The linear momentum of an object is a vector p =  m * v, where v is the velocity vector and m is the object's mass. The law of conservation of [linear] momentum states that when the net external force on a system is zero, the total linear momentum remains constant.

The total momentum of a system at any time  is the vector sumof the momentum vectors of every body in the system. When momentum is conserved this principle can therefore be applied to each component of the total momentum. For a two-body system in two dimensions:
     p1i_x + p2i_x = p1f_x + p2f_x
     p1i_y + p2i_y = p1f_y + p2f_y
where "i" is used on initial values and "f" on final values.

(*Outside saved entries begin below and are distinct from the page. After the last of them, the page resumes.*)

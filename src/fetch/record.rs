//! Study record and page types returned by the registry API.

use serde::{Deserialize, Deserializer, Serialize};
use serde_json::Value;

/// One trial document as returned by the registry.
///
/// The document is kept opaque; only the registry identifier is exposed for
/// logging. Uniqueness is not enforced at ingestion time.
#[derive(Debug, Clone, PartialEq, Serialize, Deserialize)]
#[serde(transparent)]
pub struct Record(Value);

impl Record {
    /// Wraps a raw JSON document.
    #[must_use]
    pub fn new(value: Value) -> Self {
        Self(value)
    }

    /// Returns the registry identifier (NCT number), when present.
    ///
    /// Looks at `protocolSection.identificationModule.nctId` first, then a
    /// flat `NCTId` field.
    #[must_use]
    pub fn nct_id(&self) -> Option<&str> {
        self.0
            .pointer("/protocolSection/identificationModule/nctId")
            .or_else(|| self.0.get("NCTId"))
            .and_then(Value::as_str)
    }

    /// Returns the underlying document.
    #[must_use]
    pub fn as_value(&self) -> &Value {
        &self.0
    }

    /// Consumes the record, returning the underlying document.
    #[must_use]
    pub fn into_value(self) -> Value {
        self.0
    }

    /// Serializes the record to its canonical compact JSON text.
    ///
    /// # Errors
    ///
    /// Returns the serializer error; `Value` serialization only fails on
    /// non-string map keys, which cannot occur for parsed documents.
    pub fn to_json(&self) -> Result<String, serde_json::Error> {
        serde_json::to_string(&self.0)
    }
}

impl From<Value> for Record {
    fn from(value: Value) -> Self {
        Self(value)
    }
}

/// One page of search results.
#[derive(Debug, Clone, Default, PartialEq, Deserialize)]
#[serde(rename_all = "camelCase")]
pub struct Page {
    /// Total matching studies, when `countTotal=true` was requested.
    #[serde(default)]
    pub total_count: Option<u64>,

    /// Studies on this page. A missing or `null` array is an empty page.
    #[serde(default, deserialize_with = "null_as_empty")]
    pub studies: Vec<Record>,

    /// Continuation token for the next page; absent on the last page.
    #[serde(default)]
    pub next_page_token: Option<String>,
}

fn null_as_empty<'de, D>(deserializer: D) -> Result<Vec<Record>, D::Error>
where
    D: Deserializer<'de>,
{
    Ok(Option::<Vec<Record>>::deserialize(deserializer)?.unwrap_or_default())
}

#[cfg(test)]
#[allow(clippy::unwrap_used)]
mod tests {
    use super::*;
    use serde_json::json;

    #[test]
    fn test_record_nct_id_from_protocol_section() {
        let record = Record::new(json!({
            "protocolSection": {"identificationModule": {"nctId": "NCT01234567"}}
        }));
        assert_eq!(record.nct_id(), Some("NCT01234567"));
    }

    #[test]
    fn test_record_nct_id_flat_field() {
        let record = Record::new(json!({"NCTId": "NCT07654321"}));
        assert_eq!(record.nct_id(), Some("NCT07654321"));
    }

    #[test]
    fn test_record_nct_id_missing() {
        assert_eq!(Record::new(json!({"briefTitle": "x"})).nct_id(), None);
    }

    #[test]
    fn test_record_to_json_is_compact_and_reparses_equal() {
        let value = json!({"a": [1, 2, {"b": null}], "c": "d\ne"});
        let record = Record::new(value.clone());
        let text = record.to_json().unwrap();
        assert!(!text.contains('\n'), "canonical form must be single-line");
        let parsed: Value = serde_json::from_str(&text).unwrap();
        assert_eq!(parsed, value);
    }

    #[test]
    fn test_page_full_payload() {
        let page: Page = serde_json::from_value(json!({
            "totalCount": 250,
            "studies": [{"NCTId": "NCT1"}, {"NCTId": "NCT2"}],
            "nextPageToken": "abc"
        }))
        .unwrap();
        assert_eq!(page.total_count, Some(250));
        assert_eq!(page.studies.len(), 2);
        assert_eq!(page.next_page_token.as_deref(), Some("abc"));
    }

    #[test]
    fn test_page_missing_and_null_fields() {
        let page: Page = serde_json::from_value(json!({})).unwrap();
        assert!(page.studies.is_empty());
        assert!(page.total_count.is_none());
        assert!(page.next_page_token.is_none());

        let page: Page = serde_json::from_value(json!({"studies": null})).unwrap();
        assert!(page.studies.is_empty());
    }
}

Equivalently, we have
     m1 * v1i_x + m2 * v2i_x = m1 * v1f_x + m2 * v2f_x
     m1 * v1i_y + m2 * v2i_y = m1 * v1f_y + m2 * v2f_y

This law can also be stated in vector form as p1i + p2i = p1f + p2f or
     m1 * v1i + m2 * v2i = m1 * v2i + m2 * v2f

This law can be applied to collisions: When two bodies collide, the force each body exerts on the other during the brief time interval of the collision is normally very much larger than any external forces acting on the system such as gravity or friction, so the total momentum just before and just after the collision can be equated.